(Collected data)
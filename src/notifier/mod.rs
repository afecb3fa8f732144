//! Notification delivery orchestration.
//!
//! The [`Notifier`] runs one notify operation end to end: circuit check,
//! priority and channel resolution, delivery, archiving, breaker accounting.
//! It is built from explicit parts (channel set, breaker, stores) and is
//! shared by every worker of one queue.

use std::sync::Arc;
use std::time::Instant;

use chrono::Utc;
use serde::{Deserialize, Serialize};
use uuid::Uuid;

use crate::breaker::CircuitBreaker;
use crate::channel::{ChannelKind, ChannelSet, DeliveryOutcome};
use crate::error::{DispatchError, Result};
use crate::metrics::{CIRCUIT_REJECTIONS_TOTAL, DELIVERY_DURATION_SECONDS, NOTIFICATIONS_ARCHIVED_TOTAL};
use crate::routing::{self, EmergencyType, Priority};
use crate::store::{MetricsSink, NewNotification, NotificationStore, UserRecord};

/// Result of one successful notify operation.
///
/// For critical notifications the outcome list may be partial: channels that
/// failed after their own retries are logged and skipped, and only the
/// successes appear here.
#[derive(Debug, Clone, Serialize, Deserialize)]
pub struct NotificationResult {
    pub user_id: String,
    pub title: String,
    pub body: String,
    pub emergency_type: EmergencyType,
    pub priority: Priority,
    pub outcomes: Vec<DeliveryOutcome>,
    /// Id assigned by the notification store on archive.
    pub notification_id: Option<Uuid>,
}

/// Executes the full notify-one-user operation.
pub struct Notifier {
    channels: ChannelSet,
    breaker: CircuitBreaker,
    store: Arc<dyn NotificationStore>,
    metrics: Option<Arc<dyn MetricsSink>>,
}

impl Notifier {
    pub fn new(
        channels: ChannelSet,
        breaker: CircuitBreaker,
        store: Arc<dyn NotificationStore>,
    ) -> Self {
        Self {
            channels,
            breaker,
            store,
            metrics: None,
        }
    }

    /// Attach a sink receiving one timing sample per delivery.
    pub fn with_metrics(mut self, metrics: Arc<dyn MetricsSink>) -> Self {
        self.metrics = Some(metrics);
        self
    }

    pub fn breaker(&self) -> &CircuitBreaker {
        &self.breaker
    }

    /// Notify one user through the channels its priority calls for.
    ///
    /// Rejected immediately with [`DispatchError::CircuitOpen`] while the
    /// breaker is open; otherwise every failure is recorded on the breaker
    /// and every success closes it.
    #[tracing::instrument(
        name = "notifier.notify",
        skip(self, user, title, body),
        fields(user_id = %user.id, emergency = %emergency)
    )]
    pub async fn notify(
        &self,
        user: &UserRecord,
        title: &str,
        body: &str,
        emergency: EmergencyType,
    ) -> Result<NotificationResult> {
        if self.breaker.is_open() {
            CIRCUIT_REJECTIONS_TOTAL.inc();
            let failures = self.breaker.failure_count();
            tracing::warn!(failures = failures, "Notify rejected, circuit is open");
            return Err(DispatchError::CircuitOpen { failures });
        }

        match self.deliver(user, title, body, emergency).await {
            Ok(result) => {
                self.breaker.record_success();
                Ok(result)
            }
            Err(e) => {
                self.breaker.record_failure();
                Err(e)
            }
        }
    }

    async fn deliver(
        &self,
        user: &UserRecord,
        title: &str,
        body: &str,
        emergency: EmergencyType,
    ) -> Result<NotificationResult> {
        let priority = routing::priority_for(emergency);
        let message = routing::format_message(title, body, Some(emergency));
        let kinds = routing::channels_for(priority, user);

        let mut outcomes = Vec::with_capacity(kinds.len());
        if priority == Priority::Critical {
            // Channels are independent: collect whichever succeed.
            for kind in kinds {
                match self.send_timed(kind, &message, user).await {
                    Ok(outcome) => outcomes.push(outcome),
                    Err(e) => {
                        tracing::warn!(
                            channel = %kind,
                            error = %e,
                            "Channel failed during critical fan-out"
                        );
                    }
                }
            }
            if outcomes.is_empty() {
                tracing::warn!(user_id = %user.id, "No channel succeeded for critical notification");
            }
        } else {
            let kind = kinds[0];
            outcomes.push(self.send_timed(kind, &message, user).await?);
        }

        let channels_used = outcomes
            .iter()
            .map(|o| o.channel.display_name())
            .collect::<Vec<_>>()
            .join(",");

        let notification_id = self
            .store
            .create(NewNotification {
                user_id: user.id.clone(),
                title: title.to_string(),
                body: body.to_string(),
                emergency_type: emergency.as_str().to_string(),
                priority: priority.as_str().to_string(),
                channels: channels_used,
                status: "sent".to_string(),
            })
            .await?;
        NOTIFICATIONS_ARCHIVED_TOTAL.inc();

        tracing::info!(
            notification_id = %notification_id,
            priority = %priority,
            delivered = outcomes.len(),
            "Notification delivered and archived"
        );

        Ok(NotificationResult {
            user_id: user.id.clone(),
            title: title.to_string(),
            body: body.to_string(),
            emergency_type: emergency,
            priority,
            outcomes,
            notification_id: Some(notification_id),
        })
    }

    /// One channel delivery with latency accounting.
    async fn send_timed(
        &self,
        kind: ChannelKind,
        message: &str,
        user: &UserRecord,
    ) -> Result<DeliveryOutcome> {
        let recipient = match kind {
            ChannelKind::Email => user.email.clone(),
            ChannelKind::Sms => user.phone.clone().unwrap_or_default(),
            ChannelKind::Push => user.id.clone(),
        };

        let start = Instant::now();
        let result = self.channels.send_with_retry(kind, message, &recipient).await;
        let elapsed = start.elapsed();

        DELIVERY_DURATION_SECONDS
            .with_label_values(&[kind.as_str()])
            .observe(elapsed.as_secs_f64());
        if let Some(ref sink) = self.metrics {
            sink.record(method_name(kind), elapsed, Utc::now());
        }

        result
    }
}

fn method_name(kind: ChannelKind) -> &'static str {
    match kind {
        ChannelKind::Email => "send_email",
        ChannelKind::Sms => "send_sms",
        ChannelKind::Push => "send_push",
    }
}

--

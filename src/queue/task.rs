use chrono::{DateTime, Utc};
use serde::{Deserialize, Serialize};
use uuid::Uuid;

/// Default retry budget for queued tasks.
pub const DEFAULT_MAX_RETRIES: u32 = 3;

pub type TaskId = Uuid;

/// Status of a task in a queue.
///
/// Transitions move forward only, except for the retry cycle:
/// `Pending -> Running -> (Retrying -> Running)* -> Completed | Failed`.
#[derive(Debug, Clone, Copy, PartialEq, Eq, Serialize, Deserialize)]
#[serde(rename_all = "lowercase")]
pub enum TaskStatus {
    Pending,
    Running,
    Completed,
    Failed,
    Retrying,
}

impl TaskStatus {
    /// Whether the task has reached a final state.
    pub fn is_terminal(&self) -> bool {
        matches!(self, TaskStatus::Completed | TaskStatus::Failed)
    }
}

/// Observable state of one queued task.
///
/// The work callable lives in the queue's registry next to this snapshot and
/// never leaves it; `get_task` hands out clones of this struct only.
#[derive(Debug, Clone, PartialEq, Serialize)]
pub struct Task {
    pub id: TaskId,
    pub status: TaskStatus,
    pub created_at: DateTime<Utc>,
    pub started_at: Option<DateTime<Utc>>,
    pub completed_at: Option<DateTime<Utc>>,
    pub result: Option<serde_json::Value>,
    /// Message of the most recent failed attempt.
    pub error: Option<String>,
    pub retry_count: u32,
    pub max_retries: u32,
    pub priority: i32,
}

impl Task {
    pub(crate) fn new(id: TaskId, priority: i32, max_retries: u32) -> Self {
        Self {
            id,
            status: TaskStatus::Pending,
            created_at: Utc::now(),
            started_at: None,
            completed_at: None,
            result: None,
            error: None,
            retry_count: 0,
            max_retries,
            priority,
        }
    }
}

---

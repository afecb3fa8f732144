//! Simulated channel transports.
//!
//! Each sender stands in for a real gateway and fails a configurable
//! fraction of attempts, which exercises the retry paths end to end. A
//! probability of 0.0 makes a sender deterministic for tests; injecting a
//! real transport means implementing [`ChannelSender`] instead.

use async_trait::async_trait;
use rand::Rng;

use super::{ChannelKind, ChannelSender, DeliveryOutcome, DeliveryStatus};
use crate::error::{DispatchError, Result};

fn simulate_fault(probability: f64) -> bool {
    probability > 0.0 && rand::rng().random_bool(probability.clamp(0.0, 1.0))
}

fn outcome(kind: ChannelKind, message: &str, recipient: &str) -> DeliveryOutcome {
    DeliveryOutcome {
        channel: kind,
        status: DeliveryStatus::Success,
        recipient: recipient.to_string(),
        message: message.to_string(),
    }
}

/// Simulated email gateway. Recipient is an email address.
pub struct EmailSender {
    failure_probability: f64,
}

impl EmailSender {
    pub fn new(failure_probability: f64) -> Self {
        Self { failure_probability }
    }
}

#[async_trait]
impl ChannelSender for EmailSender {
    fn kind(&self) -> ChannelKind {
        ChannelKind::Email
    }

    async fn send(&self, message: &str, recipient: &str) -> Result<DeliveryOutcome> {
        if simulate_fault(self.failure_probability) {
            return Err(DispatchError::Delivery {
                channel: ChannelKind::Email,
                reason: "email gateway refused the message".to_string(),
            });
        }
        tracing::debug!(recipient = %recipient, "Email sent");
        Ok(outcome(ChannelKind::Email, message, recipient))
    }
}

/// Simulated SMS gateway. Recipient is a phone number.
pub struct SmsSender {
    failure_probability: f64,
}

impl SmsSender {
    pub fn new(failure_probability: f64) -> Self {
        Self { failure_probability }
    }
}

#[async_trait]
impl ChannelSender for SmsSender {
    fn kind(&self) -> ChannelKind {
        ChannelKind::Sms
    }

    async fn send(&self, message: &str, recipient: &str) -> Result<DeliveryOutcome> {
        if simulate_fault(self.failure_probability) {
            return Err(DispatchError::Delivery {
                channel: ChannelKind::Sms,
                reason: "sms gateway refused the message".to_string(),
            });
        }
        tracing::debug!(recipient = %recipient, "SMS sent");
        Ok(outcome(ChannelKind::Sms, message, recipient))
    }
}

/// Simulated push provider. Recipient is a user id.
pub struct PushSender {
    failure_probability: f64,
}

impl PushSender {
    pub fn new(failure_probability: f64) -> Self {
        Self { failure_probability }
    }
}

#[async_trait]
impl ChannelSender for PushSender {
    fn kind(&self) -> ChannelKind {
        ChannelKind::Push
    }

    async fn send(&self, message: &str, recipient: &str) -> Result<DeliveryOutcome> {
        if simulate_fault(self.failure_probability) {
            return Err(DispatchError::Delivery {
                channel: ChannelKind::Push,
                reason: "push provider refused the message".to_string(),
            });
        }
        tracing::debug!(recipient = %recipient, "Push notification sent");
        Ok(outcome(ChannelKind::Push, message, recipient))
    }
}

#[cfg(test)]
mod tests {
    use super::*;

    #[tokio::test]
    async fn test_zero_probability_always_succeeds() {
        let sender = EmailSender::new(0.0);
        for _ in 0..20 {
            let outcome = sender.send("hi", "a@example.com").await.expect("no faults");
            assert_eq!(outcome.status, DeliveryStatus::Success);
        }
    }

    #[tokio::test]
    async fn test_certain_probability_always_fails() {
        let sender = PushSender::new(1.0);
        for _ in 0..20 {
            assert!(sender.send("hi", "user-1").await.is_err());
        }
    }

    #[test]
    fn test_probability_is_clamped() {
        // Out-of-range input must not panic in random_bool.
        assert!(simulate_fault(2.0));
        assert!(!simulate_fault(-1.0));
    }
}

_Directions for this task_: Wherever a line of the data above contains "phone", copy that line.

_Exercise answer_:
            ChannelKind::Sms => user.phone.clone().unwrap_or_default(),
/// Simulated SMS gateway. Recipient is a phone number.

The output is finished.